"It was the best of times, it was the worst of times..."
Charles Dickens. A Tale of Two Cities.


samedi 8 novembre 2008

In memoriam Joseph Brodsky


J'ai enfin trouvé hier, à la librairie Biblioglobus, un livre du grand poète russe Joseph Brodsky. C'est un recueil en russe ave traduction anglaise en regard publié par Farrar, Straus and Giroux à New York en 2001 sous le titre Nativity Poems. Brodsky avait prit l'habitude d'écrire chaque année un poème le jour de Noël. Et c'est l'ensemble de ces poèmes qui y sont rassemblés. Il ne s'agissait pas tant de poèmes consacrés à Noël en tant que tel, que de méditations à l'occasion de ce jour qui, qu'on soit croyant ou non (et Brodsky, malgré ce qu'on va lire plus loin, ne l'était en fait pas vraiment), scande le temps humain dans les pays de tradition chrétienne.

Cela a été vraiment une bonne surprise que de trouver enfin un livre de Brodsky car ses oeuvres sont pratiquement introuvables non seulement en France et en Suisse, mais aussi en Angleterre, alors qu'il est après tout pour moitié un auteur anglophone. (Je n'en ai même pas trouvé chez Foyles, lors d'un récent séjour à Londres, alors qu'on y trouve tout en général). Rappelons pour mémoire que Brodsky, né en 1938, sans être un dissident à proprement parler, eut maille à partir avec les autorités soviétiques, qui lui intentèrent en 1964 un procès pour "décadentisme" et "parasitisme social". Le temps du dégel était terminé, le régime du grisâtre Brejnev n'était pas disposé à l'indulgence envers des artistes qui, sans même être des antagonistes politiques, entendaient faire montre d'une certaine indépendance spirituelle. Paradoxalement, c'est précisément le procès grotesque auquel il fut soumis (et à l'issue duquel il fut condamné à cinq années de travaux forcées, peine réduite par la suite à deux ans) qui rendit Brodsky mondialement célèbre du jour au lendemain. En effet, la journaliste Frieda Vigdorova prit note des débats en sténo et en fit parvenir clandestinement un compte-rendu à la presse occidentale. Je traduis à partir du texte anglais dont je dispose:

Le Juge: Et quelle est votre profession en général?
Brodsky: Poète traducteur.
Le Juge: Et qui vous a reconnu comme poète? Qui vous a enrôlé dans les rangs des poètes?
Brodsky: Personne. Qui m'a enrôlé dans les rangs de l'humanité?
Le Juge: Est-ce que vous avez étudié pour ça?
Brodsky: Pour ça?
Le Juge: Pour devenir poète. Vous n'avez pas essayé de finir le lycée, où ils préparent, où ils enseignent?
Brodsky: Je ne pensais pas qu'on puisse apprendre ça à l'école.
Le Juge: Et comment donc alors?
Brodsky: Je crois que cela... vient de Dieu.

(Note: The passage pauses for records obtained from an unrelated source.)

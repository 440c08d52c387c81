//! Set item model: one ordered slot within a set, referencing a track.

use serde::{Deserialize, Serialize};
use setlist_core::ordering::PermutationError;
use setlist_core::types::DbId;
use sqlx::FromRow;

/// A row from the `set_items` table.
///
/// `position` is the zero-based rank of the item within its set. Within a
/// set, positions are always exactly `{0..n-1}`: dense, no gaps, no
/// duplicates.
#[derive(Debug, Clone, FromRow, Serialize)]
pub struct SetItem {
    pub id: DbId,
    pub set_id: DbId,
    pub track_id: DbId,
    pub position: i32,
    pub notes: Option<String>,
}

/// A set item joined with a summary of its track, for the set detail view.
#[derive(Debug, Clone, FromRow, Serialize)]
pub struct SetItemWithTrack {
    pub id: DbId,
    pub set_id: DbId,
    pub track_id: DbId,
    pub position: i32,
    pub notes: Option<String>,
    pub track_title: String,
    pub track_artist: String,
    pub track_bpm: Option<i32>,
    pub track_musical_key: Option<String>,
    pub track_energy: Option<String>,
}

/// DTO for appending a track to a set.
#[derive(Debug, Clone, Deserialize)]
pub struct CreateSetItem {
    pub track_id: DbId,
    pub notes: Option<String>,
}

/// DTO for updating an item's notes. Position is deliberately not editable
/// here; positions are only rewritten in bulk by reorder.
///
/// `notes` is tri-state: absent leaves the notes unchanged, an explicit
/// `null` clears them, a value replaces them.
#[derive(Debug, Clone, Deserialize)]
pub struct UpdateSetItem {
    #[serde(default, deserialize_with = "super::double_option")]
    pub notes: Option<Option<String>>,
}

/// Result of a reorder attempt.
#[derive(Debug)]
pub enum ReorderOutcome {
    /// All positions were rewritten atomically.
    Applied,
    /// The supplied order was not a permutation of the current item ids;
    /// nothing was changed.
    Rejected(PermutationError),
}
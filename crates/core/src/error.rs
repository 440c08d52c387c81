use crate::types::DbId;

/// Domain error taxonomy shared by every crate in the workspace.
///
/// `NotFound` deliberately covers both "does not exist" and "exists but is
/// owned by another account" so that ownership misses never leak the
/// existence of other accounts' data.
#[derive(Debug, thiserror::Error)]
pub enum CoreError {
    #[error("Entity not found: {entity} with id {id}")]
    NotFound { entity: &'static str, id: DbId },

    #[error("Validation failed: {0}")]
    Validation(String),

    #[error("Conflict: {0}")]
    Conflict(String),

    #[error("Unauthorized: {0}")]
    Unauthorized(String),

    #[error("Forbidden: {0}")]
    Forbidden(String),

    #[error("Internal error: {0}")]
    Internal(String),
}
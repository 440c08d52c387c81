//! Handlers for set composition: append, edit, remove, and reorder items.
//!
//! Every handler first resolves the set through the caller's account, so a
//! set owned by someone else 404s before any item is touched.

use axum::extract::{Path, State};
use axum::http::StatusCode;
use axum::response::IntoResponse;
use axum::Json;
use serde::Deserialize;
use setlist_core::error::CoreError;
use setlist_core::types::DbId;
use setlist_db::models::set_item::{CreateSetItem, ReorderOutcome, SetItem, UpdateSetItem};
use setlist_db::repositories::{SetItemRepo, SetRepo, TrackRepo};

use crate::error::{AppError, AppResult};
use crate::middleware::auth::AuthUser;
use crate::state::AppState;

/// Request body for `PUT /sets/{setId}/items/reorder`: the complete new
/// running order as item ids.
#[derive(Debug, Deserialize)]
pub struct ReorderRequest {
    pub order: Vec<DbId>,
}

/// POST /api/v1/sets/{set_id}/items
///
/// Append a track to the end of the set; the new item's position equals the
/// current item count.
pub async fn create(
    State(state): State<AppState>,
    user: AuthUser,
    Path(set_id): Path<DbId>,
    Json(input): Json<CreateSetItem>,
) -> AppResult<impl IntoResponse> {
    ensure_set_owned(&state, user.user_id, set_id).await?;

    TrackRepo::find_by_id(&state.pool, user.user_id, input.track_id)
        .await?
        .ok_or(AppError::Core(CoreError::NotFound {
            entity: "Track",
            id: input.track_id,
        }))?;

    let item =
        SetItemRepo::append(&state.pool, set_id, input.track_id, input.notes.as_deref()).await?;
    Ok((StatusCode::CREATED, Json(item)))
}

/// PATCH /api/v1/sets/{set_id}/items/{item_id}
///
/// Update an item's notes: absent leaves them unchanged, an explicit `null`
/// clears them. Positions cannot be edited individually; use reorder.
pub async fn update(
    State(state): State<AppState>,
    user: AuthUser,
    Path((set_id, item_id)): Path<(DbId, DbId)>,
    Json(input): Json<UpdateSetItem>,
) -> AppResult<Json<SetItem>> {
    ensure_set_owned(&state, user.user_id, set_id).await?;

    let item = SetItemRepo::update_notes(&state.pool, set_id, item_id, &input)
        .await?
        .ok_or(AppError::Core(CoreError::NotFound {
            entity: "SetItem",
            id: item_id,
        }))?;
    Ok(Json(item))
}

/// DELETE /api/v1/sets/{set_id}/items/{item_id}
///
/// Remove an item; later positions compact down by one atomically.
pub async fn delete(
    State(state): State<AppState>,
    user: AuthUser,
    Path((set_id, item_id)): Path<(DbId, DbId)>,
) -> AppResult<StatusCode> {
    ensure_set_owned(&state, user.user_id, set_id).await?;

    let removed = SetItemRepo::remove(&state.pool, set_id, item_id).await?;
    if !removed {
        return Err(AppError::Core(CoreError::NotFound {
            entity: "SetItem",
            id: item_id,
        }));
    }
    Ok(StatusCode::NO_CONTENT)
}

/// PUT /api/v1/sets/{set_id}/items/reorder
///
/// Atomically rewrite the set's running order. The supplied order must be a
/// permutation of exactly the current item ids; a rejected order leaves the
/// persisted order completely unchanged, so callers may safely retry with a
/// corrected permutation.
pub async fn reorder(
    State(state): State<AppState>,
    user: AuthUser,
    Path(set_id): Path<DbId>,
    Json(input): Json<ReorderRequest>,
) -> AppResult<StatusCode> {
    ensure_set_owned(&state, user.user_id, set_id).await?;

    match SetItemRepo::reorder(&state.pool, set_id, &input.order).await? {
        ReorderOutcome::Applied => Ok(StatusCode::NO_CONTENT),
        ReorderOutcome::Rejected(violation) => Err(AppError::Core(violation.into())),
    }
}

/// Verify that a set exists and belongs to the caller.
async fn ensure_set_owned(state: &AppState, user_id: DbId, set_id: DbId) -> Result<(), AppError> {
    SetRepo::find_by_id(&state.pool, user_id, set_id)
        .await?
        .ok_or(AppError::Core(CoreError::NotFound {
            entity: "Set",
            id: set_id,
        }))?;
    Ok(())
}
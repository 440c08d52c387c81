//! JWT-based authentication extractor for Axum handlers.

use axum::extract::FromRequestParts;
use axum::http::request::Parts;
use setlist_core::error::CoreError;
use setlist_core::types::DbId;

use crate::auth::jwt::validate_token;
use crate::error::AppError;
use crate::state::AppState;

/// Authenticated account extracted from a JWT Bearer token in the
/// `Authorization` header.
///
/// Every data-owning operation takes this as a handler parameter; there is no
/// ambient "current user" -- the account context is request-scoped and passed
/// explicitly into each repository call.
///
/// ```ignore
/// async fn my_handler(user: AuthUser) -> AppResult<Json<()>> {
///     tracing::info!(user_id = user.user_id, "handling request");
///     Ok(Json(()))
/// }
/// ```
#[derive(Debug, Clone)]
pub struct AuthUser {
    /// The user's internal database id (from `claims.sub`).
    pub user_id: DbId,
}

impl FromRequestParts<AppState> for AuthUser {
    type Rejection = AppError;

    async fn from_request_parts(
        parts: &mut Parts,
        state: &AppState,
    ) -> Result<Self, Self::Rejection> {
        let auth_header = parts
            .headers
            .get("authorization")
            .and_then(|v| v.to_str().ok())
            .ok_or_else(|| {
                AppError::Core(CoreError::Unauthorized(
                    "Missing Authorization header".into(),
                ))
            })?;

        let token = auth_header.strip_prefix("Bearer ").ok_or_else(|| {
            AppError::Core(CoreError::Unauthorized(
                "Invalid Authorization format. Expected: Bearer <token>".into(),
            ))
        })?;

        let claims = validate_token(token, &state.config.jwt).map_err(|_| {
            AppError::Core(CoreError::Unauthorized("Invalid or expired token".into()))
        })?;

        Ok(AuthUser {
            user_id: claims.sub,
        })
    }
}
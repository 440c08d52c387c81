use axum::http::StatusCode;
use axum::response::{IntoResponse, Response};
use serde_json::json;
use setlist_core::error::CoreError;

/// Application-level error type for HTTP handlers.
///
/// Wraps [`CoreError`] for domain errors and adds HTTP-specific variants.
/// Implements [`IntoResponse`] to produce consistent JSON error responses.
#[derive(Debug, thiserror::Error)]
pub enum AppError {
    /// A domain-level error from `setlist_core`.
    #[error(transparent)]
    Core(#[from] CoreError),

    /// A database error from sqlx.
    #[error("Database error: {0}")]
    Database(#[from] sqlx::Error),

    /// An internal error with a human-readable message.
    #[error("Internal error: {0}")]
    InternalError(String),
}

/// Convenience type alias for handler return values.
pub type AppResult<T> = Result<T, AppError>;

impl IntoResponse for AppError {
    fn into_response(self) -> Response {
        let (status, code, message) = match &self {
            // --- CoreError variants ---
            AppError::Core(core) => match core {
                CoreError::NotFound { entity, id } => (
                    StatusCode::NOT_FOUND,
                    "NOT_FOUND",
                    format!("{entity} with id {id} not found"),
                ),
                // 422: a rejected composition command (e.g. a bad reorder
                // permutation) guarantees zero side effects, so callers may
                // retry with a corrected payload.
                CoreError::Validation(msg) => (
                    StatusCode::UNPROCESSABLE_ENTITY,
                    "VALIDATION_ERROR",
                    msg.clone(),
                ),
                CoreError::Conflict(msg) => (StatusCode::CONFLICT, "CONFLICT", msg.clone()),
                CoreError::Unauthorized(msg) => {
                    (StatusCode::UNAUTHORIZED, "UNAUTHORIZED", msg.clone())
                }
                CoreError::Forbidden(msg) => (StatusCode::FORBIDDEN, "FORBIDDEN", msg.clone()),
                CoreError::Internal(msg) => {
                    tracing::error!(error = %msg, "Internal core error");
                    (
                        StatusCode::INTERNAL_SERVER_ERROR,
                        "INTERNAL_ERROR",
                        "An internal error occurred".to_string(),
                    )
                }
            },

            // --- Database errors ---
            AppError::Database(err) => classify_sqlx_error(err),

            // --- HTTP-specific errors ---
            AppError::InternalError(msg) => {
                tracing::error!(error = %msg, "Internal error");
                (
                    StatusCode::INTERNAL_SERVER_ERROR,
                    "INTERNAL_ERROR",
                    "An internal error occurred".to_string(),
                )
            }
        };

        let body = json!({
            "error": message,
            "code": code,
        });

        (status, axum::Json(body)).into_response()
    }
}

/// Classify a sqlx error into an HTTP status, error code, and message.
///
/// - `RowNotFound` maps to 404.
/// - Unique constraint violations (constraint name starting with `uq_`) map to 409.
/// - Everything else maps to 500 with a sanitized message.
fn classify_sqlx_error(err: &sqlx::Error) -> (StatusCode, &'static str, String) {
    match err {
        sqlx::Error::RowNotFound => (
            StatusCode::NOT_FOUND,
            "NOT_FOUND",
            "Resource not found".to_string(),
        ),
        sqlx::Error::Database(db_err) => {
            // PostgreSQL unique constraint violation: error code 23505
            if db_err.code().as_deref() == Some("23505") {
                let constraint = db_err.constraint().unwrap_or("unknown");
                if constraint.starts_with("uq_") {
                    return (
                        StatusCode::CONFLICT,
                        "CONFLICT",
                        format!("Duplicate value violates unique constraint: {constraint}"),
                    );
                }
            }
            tracing::error!(error = %db_err, "Database error");
            (
                StatusCode::INTERNAL_SERVER_ERROR,
                "INTERNAL_ERROR",
                "An internal error occurred".to_string(),
            )
        }
        other => {
            tracing::error!(error = %other, "Database error");
            (
                StatusCode::INTERNAL_SERVER_ERROR,
                "INTERNAL_ERROR",
                "An internal error occurred".to_string(),
            )
        }
    }
}
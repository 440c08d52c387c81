//! Set entity model and DTOs.

use serde::{Deserialize, Serialize};
use setlist_core::types::{DbId, Timestamp};
use sqlx::FromRow;

/// A row from the `sets` table.
#[derive(Debug, Clone, FromRow, Serialize)]
pub struct Set {
    pub id: DbId,
    pub user_id: DbId,
    pub gig_id: Option<DbId>,
    pub name: String,
    pub notes: Option<String>,
    pub created_at: Timestamp,
}

/// DTO for creating a new set.
#[derive(Debug, Clone, Deserialize)]
pub struct CreateSet {
    pub name: String,
    pub gig_id: Option<DbId>,
    pub notes: Option<String>,
}

/// DTO for partially updating a set.
///
/// Nullable columns are tri-state: absent leaves the value unchanged, an
/// explicit `null` clears it (for `gig_id`, unlinks the gig), a value
/// replaces it.
#[derive(Debug, Clone, Deserialize)]
pub struct UpdateSet {
    pub name: Option<String>,
    #[serde(default, deserialize_with = "super::double_option")]
    pub gig_id: Option<Option<DbId>>,
    #[serde(default, deserialize_with = "super::double_option")]
    pub notes: Option<Option<String>>,
}
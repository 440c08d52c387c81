//! Setlist API server library.
//!
//! Exposes the building blocks (config, state, error handling, routes,
//! router assembly) so integration tests and the binary entrypoint can both
//! access them.

pub mod auth;
pub mod config;
pub mod error;
pub mod handlers;
pub mod middleware;
pub mod query;
pub mod router;
pub mod routes;
pub mod state;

On voit que, face à un juge aussi obtus et philistin, Brodsky avait la part belle. La publication de cet interrogatoire lui valut, comme je l'ai dit, une renommée immédiate en Occident, où l'on commença à publier ses poèmes qui, en URSS, ne circulaient qu'en samizdat, jusqu'au jour où, en 1972, les autorités soviétiques finirent par l'expulser.
Il fut accueilli à bras ouverts aux Etats-Unis et en Occident en général, et se vit attribuer le prix Nobel de littérature en 1988. Il mourut à Venise, où il avait fini par s'établir, en 1996.
Brodsky est un grand poète, et je ne comprends pas pourquoi ses livres sont maintenant pratiquement introuvables et, pour la plupart, ne font pas l'objet de réimpressions. C'est à croire qu'on l'a célébré en Occident aussi longtemps qu'il pouvait servir à la propagande contre l'URSS (qui s'y était excellemment prêtée, comme on l'a vu, et ne fut pas en reste après son départ, puisqu'elle refusa obstinément, malgré des demandes réitérées en ce sens, d'accorder un visa de sortie aux parents de Brodsky, qui moururent tous deux sans qu'il les ait revus), pour l'oublier dès qu'on n'en a plus eu besoin pour remplir cette fonction.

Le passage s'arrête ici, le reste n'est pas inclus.